Exercise directions >> Copy every line of the data that includes the string "Interview".

[Stored dataset items]
use std::borrow::Cow;

use chrono::{Local, NaiveDate};
use serde::{Deserialize, Deserializer};

use super::status::{StatusSet, SubmissionStatus};
use super::{EditableRecord, Record, RecordId};
use crate::pages::{FormFields, PageError};

const DATE_FORMAT: &str = "%Y-%m-%d";

/// One row of the submission log.
#[derive(Debug, Clone, PartialEq, Eq, Deserialize)]
pub struct Submission {
    #[serde(rename = "Job_Id")]
    pub job_id: RecordId,
    #[serde(
        rename = "Date_of_Submission",
        default,
        deserialize_with = "deserialize_optional_date"
    )]
    pub date_of_submission: Option<NaiveDate>,
    #[serde(rename = "Client_Name")]
    pub client_name: String,
    #[serde(rename = "Job_Title")]
    pub job_title: String,
    #[serde(rename = "Candidate_City")]
    pub candidate_city: String,
    #[serde(rename = "Candidate_State")]
    pub candidate_state: String,
    #[serde(rename = "Candidate_Country")]
    pub candidate_country: String,
    #[serde(rename = "Visa")]
    pub visa: String,
    #[serde(rename = "Recruiter")]
    pub recruiter: String,
    #[serde(rename = "Pay_Rate")]
    pub pay_rate: String,
    #[serde(rename = "Status")]
    pub status: StatusSet,
    #[serde(rename = "Notes")]
    pub notes: String,
}

/// Values collected by the blank "add submission" form.
#[derive(Debug, Clone, Default, PartialEq, Eq)]
pub struct SubmissionDraft {
    /// Defaults to today when left blank.
    pub date_of_submission: Option<NaiveDate>,
    pub client_name: String,
    pub job_title: String,
    pub candidate_city: String,
    pub candidate_state: String,
    pub candidate_country: String,
    pub visa: String,
    pub recruiter: String,
    pub pay_rate: String,
    pub status: StatusSet,
    pub notes: String,
}

/// Submissions only have their notes edited in place.
#[derive(Debug, Clone, Default, PartialEq, Eq)]
pub struct SubmissionNotes {
    pub notes: String,
}

impl Record for Submission {
    const ENTITY: &'static str = "submission";
    const RESOURCE: &'static str = "submission_table.csv";
    const COLUMNS: &'static [&'static str] = &[
        "Job_Id",
        "Date_of_Submission",
        "Client_Name",
        "Job_Title",
        "Candidate_City",
        "Candidate_State",
        "Candidate_Country",
        "Visa",
        "Recruiter",
        "Pay_Rate",
        "Status",
        "Notes",
    ];
    const SEARCH_COLUMN: &'static str = "Client_Name";

    fn id(&self) -> RecordId {
        self.job_id
    }

    fn search_key(&self) -> Cow<'_, str> {
        Cow::Borrowed(&self.client_name)
    }

    fn cells(&self) -> Vec<String> {
        vec![
            self.job_id.to_string(),
            self.date_of_submission
                .map(|date| date.format(DATE_FORMAT).to_string())
                .unwrap_or_default(),
            self.client_name.clone(),
            self.job_title.clone(),
            self.candidate_city.clone(),
            self.candidate_state.clone(),
            self.candidate_country.clone(),
            self.visa.clone(),
            self.recruiter.clone(),
            self.pay_rate.clone(),
            self.status.to_string(),
            self.notes.clone(),
        ]
    }
}

impl EditableRecord for Submission {
    type Draft = SubmissionDraft;
    type Changes = SubmissionNotes;

    const SELECT_PLACEHOLDER: &'static str = "Select Job ID";

    fn from_draft(id: RecordId, draft: SubmissionDraft) -> Self {
        Self {
            job_id: id,
            date_of_submission: Some(
                draft
                    .date_of_submission
                    .unwrap_or_else(|| Local::now().date_naive()),
            ),
            client_name: draft.client_name,
            job_title: draft.job_title,
            candidate_city: draft.candidate_city,
            candidate_state: draft.candidate_state,
            candidate_country: draft.candidate_country,
            visa: draft.visa,
            recruiter: draft.recruiter,
            pay_rate: draft.pay_rate,
            status: draft.status,
            notes: draft.notes,
        }
    }

    fn edit_form(&self) -> SubmissionNotes {
        SubmissionNotes {
            notes: self.notes.clone(),
        }
    }

    fn apply_changes(&mut self, changes: SubmissionNotes) {
        self.notes = changes.notes;
    }

    fn draft_from_form(fields: &FormFields) -> Result<SubmissionDraft, PageError> {
        let status = fields
            .values("status")
            .into_iter()
            .filter(|label| !label.trim().is_empty())
            .map(|label| {
                SubmissionStatus::from_label(label).ok_or_else(|| PageError::InvalidField {
                    field: "status",
                    value: label.to_string(),
                    reason: "not a known submission status".to_string(),
                })
            })
            .collect::<Result<StatusSet, PageError>>()?;

        Ok(SubmissionDraft {
            date_of_submission: fields.optional_date("date_of_submission")?,
            client_name: fields.text("client_name"),
            job_title: fields.text("job_title"),
            candidate_city: fields.text("candidate_city"),
            candidate_state: fields.text("candidate_state"),
            candidate_country: fields.text("candidate_country"),
            visa: fields.text("visa"),
            recruiter: fields.text("recruiter"),
            pay_rate: fields.text("pay_rate"),
            status,
            notes: fields.text("notes"),
        })
    }

    fn changes_from_form(fields: &FormFields) -> Result<SubmissionNotes, PageError> {
        Ok(SubmissionNotes {
            notes: fields.text("notes"),
        })
    }

    fn updated_message(id: RecordId) -> String {
        format!("Notes updated for Job ID {id}!")
    }

    fn added_message(_id: RecordId) -> String {
        "New submission added successfully!".to_string()
    }

    fn removed_message(id: RecordId) -> String {
        format!("Submission with Job ID {id} removed successfully!")
    }
}

/// Parse a submission date cell or form value; blank means "no date".
pub fn parse_submission_date(raw: &str) -> Result<Option<NaiveDate>, String> {
    let trimmed = raw.trim();
    if trimmed.is_empty() {
        return Ok(None);
    }

    NaiveDate::parse_from_str(trimmed, DATE_FORMAT)
        .or_else(|_| NaiveDate::parse_from_str(trimmed, "%m/%d/%Y"))
        .map(Some)
        .map_err(|err| format!("failed to parse '{raw}' as YYYY-MM-DD ({err})"))
}

fn deserialize_optional_date<'de, D>(deserializer: D) -> Result<Option<NaiveDate>, D::Error>
where
    D: Deserializer<'de>,
{
    let opt = Option::<String>::deserialize(deserializer)?;
    match opt {
        Some(value) => parse_submission_date(&value).map_err(serde::de::Error::custom),
        None => Ok(None),
    }
}

#[cfg(test)]
mod tests {
    use super::*;

    fn fields(pairs: &[(&str, &str)]) -> FormFields {
        FormFields::new(
            pairs
                .iter()
                .map(|(key, value)| (key.to_string(), value.to_string()))
                .collect(),
        )
    }

    #[test]
    fn draft_collects_repeated_status_values() {
        let form = fields(&[
            ("date_of_submission", "2024-05-01"),
            ("client_name", "Globex"),
            ("status", "Interview"),
            ("status", "Initial discussion"),
            ("notes", "strong Rust background"),
        ]);

        let draft = Submission::draft_from_form(&form).expect("draft parses");
        assert_eq!(
            draft.date_of_submission,
            NaiveDate::from_ymd_opt(2024, 5, 1)
        );
        assert_eq!(draft.status.labels(), "Initial discussion, Interview");
        assert_eq!(draft.visa, "");
    }

    #[test]
    fn draft_rejects_unknown_status_and_bad_dates() {
        let bad_status = fields(&[("status", "Hired")]);
        assert!(matches!(
            Submission::draft_from_form(&bad_status),
            Err(PageError::InvalidField { field: "status", .. })
        ));

        let bad_date = fields(&[("date_of_submission", "yesterday")]);
        assert!(matches!(
            Submission::draft_from_form(&bad_date),
            Err(PageError::InvalidField {
                field: "date_of_submission",
                ..
            })
        ));
    }

    #[test]
    fn blank_date_defaults_to_today_and_cells_follow_columns() {
        let submission = Submission::from_draft(RecordId(4), SubmissionDraft::default());
        assert_eq!(submission.date_of_submission, Some(Local::now().date_naive()));

        let cells = submission.cells();
        assert_eq!(cells.len(), Submission::COLUMNS.len());
        assert_eq!(cells[0], "4");
        assert_eq!(cells[10], "[]");
    }

    #[test]
    fn editing_only_touches_notes() {
        let mut submission = Submission::from_draft(
            RecordId(2),
            SubmissionDraft {
                client_name: "Initech".to_string(),
                notes: "first call".to_string(),
                ..SubmissionDraft::default()
            },
        );
        let before = submission.clone();

        submission.apply_changes(SubmissionNotes {
            notes: "offer extended".to_string(),
        });

        assert_eq!(submission.notes, "offer extended");
        assert_eq!(submission.client_name, before.client_name);
        assert_eq!(submission.job_id, before.job_id);
    }

    #[test]
    fn parses_both_date_spellings() {
        assert_eq!(
            parse_submission_date("03/15/2024").expect("us date"),
            NaiveDate::from_ymd_opt(2024, 3, 15)
        );
        assert_eq!(parse_submission_date("  ").expect("blank"), None);
        assert!(parse_submission_date("2024-13-01").is_err());
    }
}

Response below >>
            ("status", "Interview"),
        assert_eq!(draft.status.labels(), "Initial discussion, Interview");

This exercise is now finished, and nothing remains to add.